Business Tax Briefing

A weekly round-up of corporate, employment and indirect tax news

12 July 2024

Government updates

Further to the UK general election last week and the resulting change in government, the new cabinet and ministerial appointments at HM Treasury have been announced:

The new parliamentary session will begin formally on Wednesday 17 July 2024 with the State Opening of Parliament. This will include the King’s Speech in which the new government will set out its general legislative agenda for the year ahead. Meanwhile, the new Chancellor has confirmed that she will announce the date of the government’s first Budget, to be held this autumn, before the House of Commons rises for its summer recess on Tuesday 30 July 2024.

HMRC publish updated version of treaty claim form for REITs

On 5 July 2024, HMRC published an updated version of Form-REIT DT-Company. The form is used by companies to claim any treaty entitlement to repayment of UK income tax amounts withheld on property income dividends paid by UK Real Estate Investment Trusts (REITs). HMRC’s accompanying notes to the form have also been updated and are now published as a separate document.

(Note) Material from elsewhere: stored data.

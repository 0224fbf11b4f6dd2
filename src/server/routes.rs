//! HTTP routes for a single model endpoint.
//!
//! - `GET /`: model info
//! - `POST /predict`: prediction
//! - `POST /interpret/{interpreter_id}`: saliency interpretation
//! - `POST /attack/{attacker_id}`: adversarial attack
//!
//! Any request carrying a `no_cache` query parameter, whatever its value,
//! bypasses the response cache: nothing is read from it or written to it.

use std::collections::HashMap;
use std::sync::Arc;

use axum::body::Bytes;
use axum::extract::{Path, Query, State};
use axum::routing::{get, post};
use axum::{Json, Router};
use serde_json::Value;

use super::response::ApiError;
use crate::cache::Cached;
use crate::endpoint::ModelEndpoint;

/// Query parameter that disables the response cache for one request.
pub const NO_CACHE_PARAM: &str = "no_cache";

#[derive(Clone)]
struct ModelState {
    endpoint: Arc<ModelEndpoint>,
    development: bool,
}

impl ModelState {
    fn fail(&self, error: crate::ExhibitError) -> ApiError {
        ApiError::new(error, self.development)
    }
}

type Params = Query<HashMap<String, String>>;

fn no_cache(params: &Params) -> bool {
    params.contains_key(NO_CACHE_PARAM)
}

/// Router serving one model endpoint at its root.
pub fn model_router(endpoint: Arc<ModelEndpoint>, development: bool) -> Router {
    Router::new()
        .route("/", get(info))
        .route("/predict", post(predict))
        .route("/interpret/{interpreter_id}", post(interpret))
        .route("/attack/{attacker_id}", post(attack))
        .with_state(ModelState {
            endpoint,
            development,
        })
}

async fn info(State(state): State<ModelState>) -> Json<Value> {
    Json(state.endpoint.info())
}

async fn predict(
    State(state): State<ModelState>,
    params: Params,
    body: Bytes,
) -> Result<Cached<Value>, ApiError> {
    state
        .endpoint
        .predict(&body, no_cache(&params))
        .await
        .map_err(|e| state.fail(e))
}

async fn interpret(
    State(state): State<ModelState>,
    Path(interpreter_id): Path<String>,
    params: Params,
    body: Bytes,
) -> Result<Cached<Value>, ApiError> {
    state
        .endpoint
        .interpret(&interpreter_id, &body, no_cache(&params))
        .await
        .map_err(|e| state.fail(e))
}

async fn attack(
    State(state): State<ModelState>,
    Path(attacker_id): Path<String>,
    params: Params,
    body: Bytes,
) -> Result<Cached<Value>, ApiError> {
    state
        .endpoint
        .attack(&attacker_id, &body, no_cache(&params))
        .await
        .map_err(|e| state.fail(e))
}
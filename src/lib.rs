//! Exhibit - HTTP demo server for pretrained NLP models
//!
//! Each configured model is served by a [`ModelEndpoint`] exposing three
//! operations: predict, interpret (saliency maps) and attack (adversarial
//! examples). Model execution is delegated to a [`Predictor`]; the endpoint
//! layer adds request validation and a per-operation response cache, and
//! reports cache hits to HTTP clients through the `X-Cache-Hit` header.
//!
//! # Example
//!
//! ```rust,no_run
//! use std::sync::Arc;
//! use exhibit::{ModelConfig, ModelEndpoint};
//! use exhibit::engine::RemoteEngine;
//!
//! #[tokio::main]
//! async fn main() -> exhibit::Result<()> {
//!     let engine = RemoteEngine::new("http://127.0.0.1:8001", "sentiment")?;
//!     let endpoint = ModelEndpoint::new(
//!         ModelConfig::pretrained("sentiment", "roberta-sst").with_max_request_length(2048),
//!         Arc::new(engine),
//!     )?;
//!
//!     let first = endpoint.predict(br#"{"sentence": "a fine film"}"#, false).await?;
//!     let again = endpoint.predict(br#"{"sentence": "a fine film"}"#, false).await?;
//!     assert!(!first.hit && again.hit);
//!     Ok(())
//! }
//! ```

pub mod cache;
pub mod config;
pub mod endpoint;
pub mod engine;
pub mod error;
pub mod permalink;
pub mod server;
pub mod telemetry;
pub mod types;
pub mod version;

// Re-export main types at crate root
pub use config::{Config, ModelConfig};
pub use endpoint::ModelEndpoint;
pub use engine::{EngineError, Predictor};
pub use error::{ExhibitError, Result};
pub use version::{PKG_VERSION, version_string};

pub use types::{AttackRequest, Attacker, Capability, CapabilityKind, Interpreter, OperationKind};
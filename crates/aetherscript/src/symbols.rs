//! Tree-structured lexical scopes used by both the type checker and the
//! semantic analyzer.
//!
//! Each [`SymbolTable`] owns a reference-counted pointer to its parent, so a
//! whole chain of scopes can be kept alive as long as any descendant scope
//! is still reachable — `Rc<RefCell<_>>` frames, one per node instead of one
//! stack per analysis.

use std::cell::RefCell;
use std::collections::HashMap;
use std::rc::Rc;

#[derive(Debug, Clone, PartialEq)]
pub struct VariableSymbol {
    pub name: String,
    pub type_name: String,
    pub is_mutable: bool,
}

impl VariableSymbol {
    pub fn new(name: impl Into<String>, type_name: impl Into<String>) -> Self {
        Self {
            name: name.into(),
            type_name: type_name.into(),
            is_mutable: true,
        }
    }
}

#[derive(Debug, Clone, PartialEq)]
pub struct FunctionSymbol {
    pub name: String,
    pub return_type: String,
    pub parameters: Vec<VariableSymbol>,
    pub is_builtin: bool,
}

#[derive(Debug, Clone, PartialEq)]
pub enum Symbol {
    Variable(VariableSymbol),
    Function(FunctionSymbol),
}

impl Symbol {
    pub fn name(&self) -> &str {
        match self {
            Symbol::Variable(v) => &v.name,
            Symbol::Function(f) => &f.name,
        }
    }
}

struct Node {
    name: String,
    symbols: HashMap<String, Symbol>,
    parent: Option<SymbolTable>,
}

/// A single lexical scope. Cheap to clone — clones share the same
/// underlying node, so a caller can stash a copy of the current scope
/// before descending and hand it back afterwards without walking anything.
#[derive(Clone)]
pub struct SymbolTable(Rc<RefCell<Node>>);

impl SymbolTable {
    /// Creates a fresh root scope with no parent.
    pub fn new_root(name: impl Into<String>) -> Self {
        SymbolTable(Rc::new(RefCell::new(Node {
            name: name.into(),
            symbols: HashMap::new(),
            parent: None,
        })))
    }

    pub fn name(&self) -> String {
        self.0.borrow().name.clone()
    }

    /// Defines `symbol` in this scope, silently replacing any existing
    /// local binding of the same name. Callers that need redeclaration to
    /// be an error check `contains_local` first.
    pub fn define(&self, symbol: Symbol) {
        let name = symbol.name().to_string();
        self.0.borrow_mut().symbols.insert(name, symbol);
    }

    /// Resolves `name`, walking parent scopes outward until the first
    /// match or the root.
    pub fn resolve(&self, name: &str) -> Option<Symbol> {
        let node = self.0.borrow();
        if let Some(sym) = node.symbols.get(name) {
            return Some(sym.clone());
        }
        node.parent.as_ref().and_then(|parent| parent.resolve(name))
    }

    /// Resolves `name` in this scope only, without walking parents.
    pub fn resolve_local(&self, name: &str) -> Option<Symbol> {
        self.0.borrow().symbols.get(name).cloned()
    }

    pub fn contains(&self, name: &str) -> bool {
        self.resolve(name).is_some()
    }

    pub fn contains_local(&self, name: &str) -> bool {
        self.0.borrow().symbols.contains_key(name)
    }

    /// Creates a new child scope whose parent pointer is `self`. The
    /// parent pointer is fixed for the child's whole lifetime.
    pub fn create_child_scope(&self, label: impl Into<String>) -> SymbolTable {
        SymbolTable(Rc::new(RefCell::new(Node {
            name: label.into(),
            symbols: HashMap::new(),
            parent: Some(self.clone()),
        })))
    }
}

/// Guarded descent into a child scope with guaranteed restoration of the
/// parent on every exit path, replacing bare caller-managed save/restore
/// pairs.
///
/// `ScopeGuard` swaps `*current` to a fresh child scope on construction and
/// swaps it back to the saved parent on drop, including on an early return
/// or a propagated `?`. While a guard is alive it holds the only reference
/// to the scope slot it guards; callers operate on the guard itself
/// (`Deref`/`DerefMut` to [`SymbolTable`]) rather than the original
/// variable.
pub struct ScopeGuard<'a> {
    current: &'a mut SymbolTable,
    saved: SymbolTable,
}

impl<'a> ScopeGuard<'a> {
    pub fn enter(current: &'a mut SymbolTable, label: impl Into<String>) -> Self {
        let saved = current.clone();
        let child = saved.create_child_scope(label);
        *current = child;
        ScopeGuard { current, saved }
    }
}

impl Drop for ScopeGuard<'_> {
    fn drop(&mut self) {
        *self.current = self.saved.clone();
    }
}

impl std::ops::Deref for ScopeGuard<'_> {
    type Target = SymbolTable;

    fn deref(&self) -> &SymbolTable {
        self.current
    }
}

impl std::ops::DerefMut for ScopeGuard<'_> {
    fn deref_mut(&mut self) -> &mut SymbolTable {
        self.current
    }
}

#[cfg(test)]
mod tests {
    use super::*;

    #[test]
    fn define_and_resolve_local() {
        let table = SymbolTable::new_root("root");
        table.define(Symbol::Variable(VariableSymbol::new("x", "Int")));
        assert!(table.contains_local("x"));
        assert_eq!(table.resolve_local("x").unwrap().name(), "x");
    }

    #[test]
    fn resolve_walks_parents_but_resolve_local_does_not() {
        let parent = SymbolTable::new_root("root");
        parent.define(Symbol::Variable(VariableSymbol::new("outer", "Int")));
        let child = parent.create_child_scope("inner");

        assert!(child.contains("outer"));
        assert!(!child.contains_local("outer"));
        assert!(child.resolve_local("outer").is_none());
    }

    #[test]
    fn define_silently_replaces_existing_local_binding() {
        let table = SymbolTable::new_root("root");
        table.define(Symbol::Variable(VariableSymbol::new("x", "Int")));
        table.define(Symbol::Variable(VariableSymbol::new("x", "String")));
        match table.resolve_local("x").unwrap() {
            Symbol::Variable(v) => assert_eq!(v.type_name, "String"),
            other => panic!("expected a variable symbol, got {other:?}"),
        }
    }

    #[test]
    fn child_does_not_leak_into_parent() {
        let parent = SymbolTable::new_root("root");
        let child = parent.create_child_scope("inner");
        child.define(Symbol::Variable(VariableSymbol::new("y", "Int")));
        assert!(!parent.contains("y"));
    }

    #[test]
    fn scope_guard_restores_parent_on_drop() {
        let mut current = SymbolTable::new_root("root");
        current.define(Symbol::Variable(VariableSymbol::new("outer", "Int")));

        {
            let guard = ScopeGuard::enter(&mut current, "block");
            guard.define(Symbol::Variable(VariableSymbol::new("inner", "Int")));
            assert!(guard.contains("inner"));
            assert!(guard.contains("outer"));
        }

        assert!(!current.contains_local("inner"));
        assert!(current.contains_local("outer"));
    }

    #[test]
    fn scope_guard_restores_even_on_early_return() {
        fn helper(current: &mut SymbolTable) -> bool {
            let guard = ScopeGuard::enter(current, "block");
            guard.define(Symbol::Variable(VariableSymbol::new("temp", "Int")));
            return true;
        }

        let mut current = SymbolTable::new_root("root");
        assert!(helper(&mut current));
        assert!(!current.contains_local("temp"));
    }
}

OECD publishes consultation on draft Pillar Two return XML schema and user guide

On 10 July 2024, the OECD published a consultation document containing a draft XML schema and accompanying user guide for the Pillar Two global minimum tax information return (GIR). The schema is designed to facilitate electronic domestic information return filings, and to be the technical format for exchanging information return data between relevant tax authorities. Such exchanges will occur under a (yet-to-be-published) Multilateral Competent Authority Agreement on the Exchange of GloBE Information Returns (MCAA GIR) or another qualifying competent authority agreement. The user guide provides information on specific data elements and any ‘attributes’ that describe each data element. The OECD is inviting comments on the draft schema and user guide by 19 August 2024. For more details see Deloitte’s article here.

Pillar Two and Belgium – mandatory registration deadline deferred

The Belgian tax authorities have issued an update regarding the obligation of groups within the scope of the Pillar Two global minimum tax rules with a presence in Belgium to comply with Belgium’s Pillar Two registration requirements. The new update announces that, for groups that do not need to make Pillar Two tax prepayments in Belgium during 2024, the deadline has been extended to 16 September 2024. For in-scope groups that decide to make prepayments in 2024, the registration deadline remains, in practice, 15 July 2024. Prepayments are not mandatory under Belgian’s Pillar Two rules, but if they are not made, any eventual top-up tax amounts due may be subject to an increase of 9%. Please see Deloitte Belgium’s alert for further details.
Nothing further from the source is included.